This post was originally published on July 2, 2015.
The myth that those with alcohol problems are only low-bottom alcoholics who guzzle booze in the morning sometimes keeps problem drinkers from thinking they need to stop or getting help. Because these problem drinkers aren’t chugging Popov in the gutter and living in a shady motel, they don’t identify with the word “alcoholic.” And they certainly want nothing to do with AA.
But one woman is trying to change this.
Fine Wine to Bad Blackouts
Lucy Rocca, a well-educated and successful mother from a suburb of Sheffield, England, found that the wild drinking patterns of her 20s followed her into her 30s. But she couldn’t believe she had a problem, given her taste for fine wine and her middle-class lifestyle. Regardless, her two-bottle-a-night habit finally landed her in an emergency room, where she woke up covered in her own dried-up vomit with no recollection of how she got there.
Thankfully, it was a wake-up call.
Though Rocca still doesn’t think she’s an alcoholic, she does recognize she can’t drink safely.
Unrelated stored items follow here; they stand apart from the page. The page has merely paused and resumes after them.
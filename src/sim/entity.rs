//! Entity records
//!
//! Plain data for everything that moves and collides. Every body embeds a
//! [`Kinematic`]; behaviour lives in `tick`, `boss` and `resolve` and
//! dispatches on the explicit kind tags below.

use std::collections::VecDeque;

use glam::Vec2;
use serde::{Deserialize, Serialize};

use crate::consts::*;

/// Shared movable box: position is the center, size the full extents
#[derive(Debug, Clone, Copy, PartialEq, Serialize, Deserialize)]
pub struct Kinematic {
    pub pos: Vec2,
    pub vel: Vec2,
    pub size: Vec2,
    /// Cleared to destroy; collections are swept once per frame
    pub active: bool,
}

impl Kinematic {
    pub fn new(pos: Vec2, size: Vec2) -> Self {
        Self {
            pos,
            vel: Vec2::ZERO,
            size,
            active: true,
        }
    }

    pub fn square(pos: Vec2, side: f32) -> Self {
        Self::new(pos, Vec2::splat(side))
    }

    /// Radius of the collision circle (half the width)
    #[inline]
    pub fn radius(&self) -> f32 {
        self.size.x * 0.5
    }

    pub fn half_extents(&self) -> Vec2 {
        self.size * 0.5
    }

    pub fn integrate(&mut self, dt: f32) {
        self.pos += self.vel * dt;
    }
}

/// Bounded history of recent positions (newest first)
#[derive(Debug, Clone, Default, Serialize, Deserialize)]
pub struct Trail {
    points: VecDeque<Vec2>,
    capacity: usize,
}

impl Trail {
    pub fn new(capacity: usize) -> Self {
        Self {
            points: VecDeque::with_capacity(capacity),
            capacity,
        }
    }

    /// Push the newest point, evicting the oldest once full
    pub fn record(&mut self, pos: Vec2) {
        if self.capacity == 0 {
            return;
        }
        self.points.push_front(pos);
        self.points.truncate(self.capacity);
    }

    pub fn clear(&mut self) {
        self.points.clear();
    }

    pub fn len(&self) -> usize {
        self.points.len()
    }

    pub fn is_empty(&self) -> bool {
        self.points.is_empty()
    }

    pub fn capacity(&self) -> usize {
        self.capacity
    }

    /// Newest to oldest
    pub fn iter(&self) -> impl Iterator<Item = &Vec2> {
        self.points.iter()
    }
}

/// The player's ship
#[derive(Debug, Clone, Serialize, Deserialize)]
pub struct Player {
    pub body: Kinematic,
    pub health: i32,
    pub max_health: i32,
    pub bombs: u32,
    pub shielded: bool,
    /// Seconds of shield left
    pub shield_timer: f32,
    /// Seconds of damage immunity left
    pub invincible_timer: f32,
    /// Seconds until the next auto-fire shot
    pub fire_cooldown: f32,
    pub trail: Trail,
}

impl Player {
    /// Spawn at the bottom center of a `width` x `height` playfield
    pub fn new(width: f32, height: f32) -> Self {
        Self {
            body: Kinematic::square(Vec2::new(width / 2.0, height - 80.0), PLAYER_SIZE),
            health: PLAYER_MAX_HEALTH,
            max_health: PLAYER_MAX_HEALTH,
            bombs: 0,
            shielded: false,
            shield_timer: 0.0,
            invincible_timer: 0.0,
            fire_cooldown: 0.0,
            trail: Trail::new(PLAYER_TRAIL_LENGTH),
        }
    }

    pub fn is_invincible(&self) -> bool {
        self.invincible_timer > 0.0
    }

    pub fn is_dead(&self) -> bool {
        self.health <= 0
    }

    /// Apply damage and open the invincibility window
    ///
    /// Health may go negative here; the defeat check and the end-of-tick
    /// clamp deal with it.
    pub fn take_damage(&mut self, amount: i32) {
        self.health -= amount;
        self.invincible_timer = INVINCIBILITY_DURATION;
    }

    pub fn heal(&mut self, amount: i32) {
        self.health = (self.health + amount).min(self.max_health);
    }

    pub fn grant_shield(&mut self) {
        self.shielded = true;
        self.shield_timer = SHIELD_DURATION;
    }

    /// The shield soaks exactly one hit
    pub fn break_shield(&mut self) {
        self.shielded = false;
        self.shield_timer = 0.0;
    }

    /// Count down invincibility and shield
    pub fn tick_timers(&mut self, dt: f32) {
        if self.invincible_timer > 0.0 {
            self.invincible_timer = (self.invincible_timer - dt).max(0.0);
        }
        if self.shield_timer > 0.0 {
            self.shield_timer -= dt;
            if self.shield_timer <= 0.0 {
                self.break_shield();
            }
        }
    }

    /// Bottom-center of the ship, where the engine glow sits
    pub fn exhaust(&self) -> Vec2 {
        self.body.pos + Vec2::new(0.0, self.body.size.y / 2.0)
    }

    /// Top-center of the ship, where shots leave
    pub fn muzzle(&self) -> Vec2 {
        self.body.pos - Vec2::new(0.0, self.body.size.y / 2.0)
    }
}

/// Boss movement patterns, cycled in declaration order
#[derive(Debug, Clone, Copy, PartialEq, Eq, Default, Serialize, Deserialize)]
pub enum BossPattern {
    #[default]
    SineSweep,
    TrackPlayer,
    Dash,
    Erratic,
}

impl BossPattern {
    pub fn next(self) -> Self {
        match self {
            BossPattern::SineSweep => BossPattern::TrackPlayer,
            BossPattern::TrackPlayer => BossPattern::Dash,
            BossPattern::Dash => BossPattern::Erratic,
            BossPattern::Erratic => BossPattern::SineSweep,
        }
    }
}

/// Aggression tier keyed to remaining boss health
#[derive(Debug, Clone, Copy, PartialEq, Eq, PartialOrd, Ord, Default, Serialize, Deserialize)]
pub enum RageTier {
    #[default]
    Calm,
    /// Below half health
    Angry,
    /// Below 30% health
    Furious,
}

impl RageTier {
    pub fn from_fraction(fraction: f32) -> Self {
        if fraction < 0.3 {
            RageTier::Furious
        } else if fraction < 0.5 {
            RageTier::Angry
        } else {
            RageTier::Calm
        }
    }

    /// Volley chance per reference frame
    pub fn fire_chance(self) -> f32 {
        match self {
            RageTier::Calm => 0.02,
            RageTier::Angry => 0.03,
            RageTier::Furious => 0.045,
        }
    }

    /// Bullets per spread volley
    pub fn volley_size(self) -> usize {
        match self {
            RageTier::Calm => 3,
            RageTier::Angry => 5,
            RageTier::Furious => 7,
        }
    }

    pub fn bullet_speed(self) -> f32 {
        match self {
            RageTier::Calm => 360.0,
            RageTier::Angry => 420.0,
            RageTier::Furious => 480.0,
        }
    }

    /// Chance a volley is aimed at the player instead of fanned downward
    pub fn aim_chance(self) -> f32 {
        match self {
            RageTier::Calm => 0.0,
            RageTier::Angry | RageTier::Furious => 0.35,
        }
    }
}

/// The boss
#[derive(Debug, Clone, Serialize, Deserialize)]
pub struct Boss {
    pub body: Kinematic,
    pub health: i32,
    pub max_health: i32,
    pub pattern: BossPattern,
    /// Seconds spent in the current pattern
    pub pattern_timer: f32,
    /// Seconds of hit flash left
    pub hit_flash: f32,
    /// 0..=1, collidable only once it reaches 1
    pub enter_progress: f32,
    pub rage: RageTier,
    /// Seconds since the boss became active (drives the sine sweep)
    pub clock: f32,
    /// X coordinate the current dash is heading for
    pub dash_target: Option<f32>,
    /// Seconds until the erratic pattern re-rolls its heading
    pub jitter_timer: f32,
}

impl Boss {
    /// A boss parked above the playfield, waiting for its entrance
    pub fn new(width: f32, max_health: i32) -> Self {
        let mut body = Kinematic::square(Vec2::new(width / 2.0, BOSS_START_Y), BOSS_SIZE);
        body.active = false;
        Self {
            body,
            health: max_health,
            max_health,
            pattern: BossPattern::default(),
            pattern_timer: 0.0,
            hit_flash: 0.0,
            enter_progress: 0.0,
            rage: RageTier::Calm,
            clock: 0.0,
            dash_target: None,
            jitter_timer: 0.0,
        }
    }

    pub fn health_fraction(&self) -> f32 {
        if self.max_health <= 0 {
            return 0.0;
        }
        (self.health.max(0) as f32 / self.max_health as f32).clamp(0.0, 1.0)
    }

    pub fn is_entering(&self) -> bool {
        self.enter_progress < 1.0
    }

    pub fn is_dead(&self) -> bool {
        self.health <= 0
    }
}

/// Enemy variants
#[derive(Debug, Clone, Copy, PartialEq, Eq, Serialize, Deserialize)]
pub enum EnemyKind {
    Worker,
    Shooter,
    Carrier,
}

impl EnemyKind {
    pub fn size(self) -> f32 {
        match self {
            EnemyKind::Carrier => CARRIER_SIZE,
            _ => ENEMY_SIZE,
        }
    }

    pub fn max_health(self) -> i32 {
        match self {
            EnemyKind::Carrier => 3,
            _ => 1,
        }
    }

    /// Base score before the combo multiplier
    pub fn score(self) -> u64 {
        match self {
            EnemyKind::Carrier => CARRIER_SCORE,
            _ => WORKER_SCORE,
        }
    }

    pub fn always_drops(self) -> bool {
        self == EnemyKind::Carrier
    }
}

/// A wave enemy
#[derive(Debug, Clone, Serialize, Deserialize)]
pub struct Enemy {
    pub body: Kinematic,
    pub kind: EnemyKind,
    pub health: i32,
    /// Seconds until a shooter fires again
    pub shot_cooldown: f32,
    pub hit_flash: f32,
}

impl Enemy {
    pub fn new(kind: EnemyKind, pos: Vec2, fall_speed: f32) -> Self {
        let mut body = Kinematic::square(pos, kind.size());
        body.vel = Vec2::new(0.0, fall_speed);
        Self {
            body,
            kind,
            health: kind.max_health(),
            shot_cooldown: SHOOTER_FIRE_INTERVAL,
            hit_flash: 0.0,
        }
    }
}

/// Who fired a bullet (and so what it can hit)
#[derive(Debug, Clone, Copy, PartialEq, Eq, Serialize, Deserialize)]
pub enum BulletOwner {
    /// Auto-fire shot, hits enemies
    Player,
    /// Player bomb, hits the boss
    Bomb,
    /// Enemy or boss shot, hits the player
    Hostile,
}

#[derive(Debug, Clone, Serialize, Deserialize)]
pub struct Bullet {
    pub body: Kinematic,
    pub owner: BulletOwner,
    pub damage: i32,
    pub trail: Trail,
}

impl Bullet {
    pub fn shot(pos: Vec2, speed: f32) -> Self {
        let mut body = Kinematic::new(pos, Vec2::new(SHOT_WIDTH, SHOT_HEIGHT));
        body.vel = Vec2::new(0.0, -speed);
        Self {
            body,
            owner: BulletOwner::Player,
            damage: SHOT_DAMAGE,
            trail: Trail::new(0),
        }
    }

    pub fn bomb(pos: Vec2, damage: i32) -> Self {
        let mut body = Kinematic::square(pos, BOMB_SIZE);
        body.vel = Vec2::new(0.0, -BOMB_SPEED);
        Self {
            body,
            owner: BulletOwner::Bomb,
            damage,
            trail: Trail::new(BOMB_TRAIL_LENGTH),
        }
    }

    pub fn hostile(pos: Vec2, vel: Vec2, damage: i32) -> Self {
        let mut body = Kinematic::square(pos, ENEMY_BULLET_SIZE);
        body.vel = vel;
        Self {
            body,
            owner: BulletOwner::Hostile,
            damage,
            trail: Trail::new(HOSTILE_TRAIL_LENGTH),
        }
    }

    pub fn is_hostile(&self) -> bool {
        self.owner == BulletOwner::Hostile
    }
}

/// Pickup variants
#[derive(Debug, Clone, Copy, PartialEq, Eq, Serialize, Deserialize)]
pub enum DropKind {
    Bomb,
    Health,
    Shield,
}

#[derive(Debug, Clone, Serialize, Deserialize)]
pub struct Drop {
    pub body: Kinematic,
    pub kind: DropKind,
    /// Animation phase only
    pub pulse: f32,
    /// Set once close to the player; never cleared
    pub magnetized: bool,
}

impl Drop {
    pub fn new(kind: DropKind, pos: Vec2) -> Self {
        let mut body = Kinematic::square(pos, DROP_SIZE);
        body.vel = Vec2::new(0.0, DROP_FALL_SPEED);
        Self {
            body,
            kind,
            pulse: 0.0,
            magnetized: false,
        }
    }
}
She thinks acknowledging a “middle ground” kind of alcohol dependency is important.
“The word [alcoholic]implied a level of alcohol dependency that resulted in the wheels falling off entirely: the loss of a job, involvement of the social services or a drink-driving conviction,” Rocca wrote in The Telegraph. “My own experiences with booze fell far short of such extremes, and yet I knew I had a problem.”
Reaching a Tipping Point
Instead of pissing on AA, as some people do when they get sober outside of the 12-step program, or droning on and on that alcoholism-as-a-disease is bunk, Rocca decided to put her new-found sobriety to good use. In 2012, she started Soberistas.com, a blog and social networking site tailored to women with destructive drinking patterns who want to get on the wagon and steer clear of booze entirely.
Apparently, there are plenty of women who identify with this “middle ground” dependency because in just one year the site collected 20,000 members.
“Most of the women who use my site didn’t regard themselves as alcoholics and for that reason the majority had been turned off Alcoholics Anonymous,” Rocca writes. “They come to the site because they know that they are at a tipping point—a place where those carefree days and nights of social drinking and office networking are morphing into something else, when the bad feelings are beginning to outweigh the good.”
Just like an AA meeting, Soberistas provides a forum for women to support each other in their sobriety and remind each other that staying away from booze does not condemn you to a boring, routine existence. In their personal stories, they describe all the benefits of putting the plug in the jug, which include waking up without the agony of a hangover, kicking even more ass at work and not retching at the sight of your last hook-up.
Whether or not Rocca or these other problem drinkers are alcoholics in the proper sense of the word is a moot point—they know where alcohol takes them and that it takes them to hell, and they want to stop the nonsense.
Let’s hope Soberistas starts a brother site called Soberbros to help out the dudes suffering from middle ground dependency too.